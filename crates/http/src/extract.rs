//! Extractors that reject with the JSON error envelope instead of plain text.

use axum::{
    extract::{rejection::JsonRejection, FromRequest, Request},
    Json,
};

use crate::error::AppError;

/// JSON body extractor; malformed or missing bodies become a 400 [`AppError`].
#[derive(Debug, Clone, Copy, Default)]
pub struct ApiJson<T>(pub T);

impl<S, T> FromRequest<S> for ApiJson<T>
where
    Json<T>: FromRequest<S, Rejection = JsonRejection>,
    S: Send + Sync,
{
    type Rejection = AppError;

    async fn from_request(req: Request, state: &S) -> Result<Self, Self::Rejection> {
        match Json::<T>::from_request(req, state).await {
            Ok(Json(value)) => Ok(Self(value)),
            Err(rejection) => {
                let tip = rejection_tip(&rejection);
                Err(AppError::bad_request(rejection.body_text()).with_tip(tip))
            }
        }
    }
}

fn rejection_tip(rejection: &JsonRejection) -> &'static str {
    match rejection {
        JsonRejection::JsonDataError(_) => {
            "The JSON is well formed but a field has the wrong type; check the field named in the error"
        }
        JsonRejection::JsonSyntaxError(_) => "The body is not valid JSON; check quotes, commas and braces",
        _ => "Send a JSON body with the header Content-Type: application/json",
    }
}

#[cfg(test)]
mod tests {
    use super::*;
    use axum::{body::Body, http::StatusCode, response::IntoResponse};
    use serde::Deserialize;

    #[derive(Debug, Deserialize)]
    struct Payload {
        name: String,
    }

    #[tokio::test]
    async fn valid_json_is_extracted() {
        let request = Request::builder()
            .method("POST")
            .header("content-type", "application/json")
            .body(Body::from(r#"{"name":"ada"}"#))
            .unwrap();

        let ApiJson(payload) = ApiJson::<Payload>::from_request(request, &())
            .await
            .unwrap();
        assert_eq!(payload.name, "ada");
    }

    #[tokio::test]
    async fn wrong_field_type_gets_a_field_tip() {
        let request = Request::builder()
            .method("POST")
            .header("content-type", "application/json")
            .body(Body::from(r#"{"name": 7}"#))
            .unwrap();

        let error = ApiJson::<Payload>::from_request(request, &())
            .await
            .unwrap_err();
        match error {
            AppError::BadRequest { message, tip, .. } => {
                assert!(message.contains("name"), "{message}");
                assert!(tip.unwrap().contains("wrong type"));
            }
            other => panic!("expected bad request, got {other:?}"),
        }
    }

    #[tokio::test]
    async fn malformed_json_is_bad_request() {
        let request = Request::builder()
            .method("POST")
            .header("content-type", "application/json")
            .body(Body::from("{not json"))
            .unwrap();

        let error = ApiJson::<Payload>::from_request(request, &())
            .await
            .unwrap_err();
        assert_eq!(error.into_response().status(), StatusCode::BAD_REQUEST);
    }
}
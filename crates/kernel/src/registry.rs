use anyhow::Context;
use std::sync::Arc;

use crate::module::{Endpoint, InitCtx, Module};

/// Module registry for managing module lifecycle.
///
/// Modules are initialized and started in registration order and stopped in
/// reverse order.
pub struct ModuleRegistry {
    modules: Vec<Arc<dyn Module>>,
}

impl ModuleRegistry {
    /// Create a new module registry
    pub fn new() -> Self {
        Self {
            modules: Vec::new(),
        }
    }

    /// Register a module with the registry
    ///
    /// Registering a second module under an existing name is rejected.
    pub fn register(&mut self, module: Arc<dyn Module>) -> anyhow::Result<()> {
        if self.get_module(module.name()).is_some() {
            anyhow::bail!("module '{}' is already registered", module.name());
        }
        tracing::debug!(module = module.name(), "registering module");
        self.modules.push(module);
        Ok(())
    }

    /// Get all registered modules in registration order
    pub fn modules(&self) -> &[Arc<dyn Module>] {
        &self.modules
    }

    /// Get a module by name
    pub fn get_module(&self, name: &str) -> Option<&Arc<dyn Module>> {
        self.modules.iter().find(|module| module.name() == name)
    }

    /// Get the number of registered modules
    pub fn module_count(&self) -> usize {
        self.modules.len()
    }

    /// Collect the endpoints of every module, in registration order
    pub fn endpoints(&self) -> Vec<Endpoint> {
        self.modules
            .iter()
            .flat_map(|module| module.endpoints())
            .collect()
    }

    /// Initialize all modules
    pub async fn init_modules(&self, ctx: &InitCtx<'_>) -> anyhow::Result<()> {
        tracing::info!("initializing {} modules", self.modules.len());

        for module in &self.modules {
            tracing::info!(module = module.name(), "initializing module");

            module
                .init(ctx)
                .await
                .with_context(|| format!("failed to initialize module '{}'", module.name()))?;
        }

        Ok(())
    }

    /// Start all modules
    pub async fn start_modules(&self, ctx: &InitCtx<'_>) -> anyhow::Result<()> {
        for module in &self.modules {
            tracing::info!(module = module.name(), "starting module");

            module
                .start(ctx)
                .await
                .with_context(|| format!("failed to start module '{}'", module.name()))?;
        }

        Ok(())
    }

    /// Stop all modules in reverse registration order
    pub async fn stop_modules(&self) -> anyhow::Result<()> {
        tracing::info!("stopping {} modules", self.modules.len());

        for module in self.modules.iter().rev() {
            tracing::info!(module = module.name(), "stopping module");

            module
                .stop()
                .await
                .with_context(|| format!("failed to stop module '{}'", module.name()))?;
        }

        Ok(())
    }
}

impl Default for ModuleRegistry {
    fn default() -> Self {
        Self::new()
    }
}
------------------------------------------------------------
TASK DETAILS: Write out again, exactly, the lines from the start of the entries up to and including the one with "type Rejection = AppError;". Nothing else belongs in the reply.

RESULT OF THE EXERCISE:
filename crates/http/src/extract.rs
//! Extractors that reject with the JSON error envelope instead of plain text.

use axum::{
    extract::{rejection::JsonRejection, FromRequest, Request},
    Json,
};

use crate::error::AppError;

/// JSON body extractor; malformed or missing bodies become a 400 [`AppError`].
#[derive(Debug, Clone, Copy, Default)]
pub struct ApiJson<T>(pub T);

impl<S, T> FromRequest<S> for ApiJson<T>
where
    Json<T>: FromRequest<S, Rejection = JsonRejection>,
    S: Send + Sync,
{
    type Rejection = AppError;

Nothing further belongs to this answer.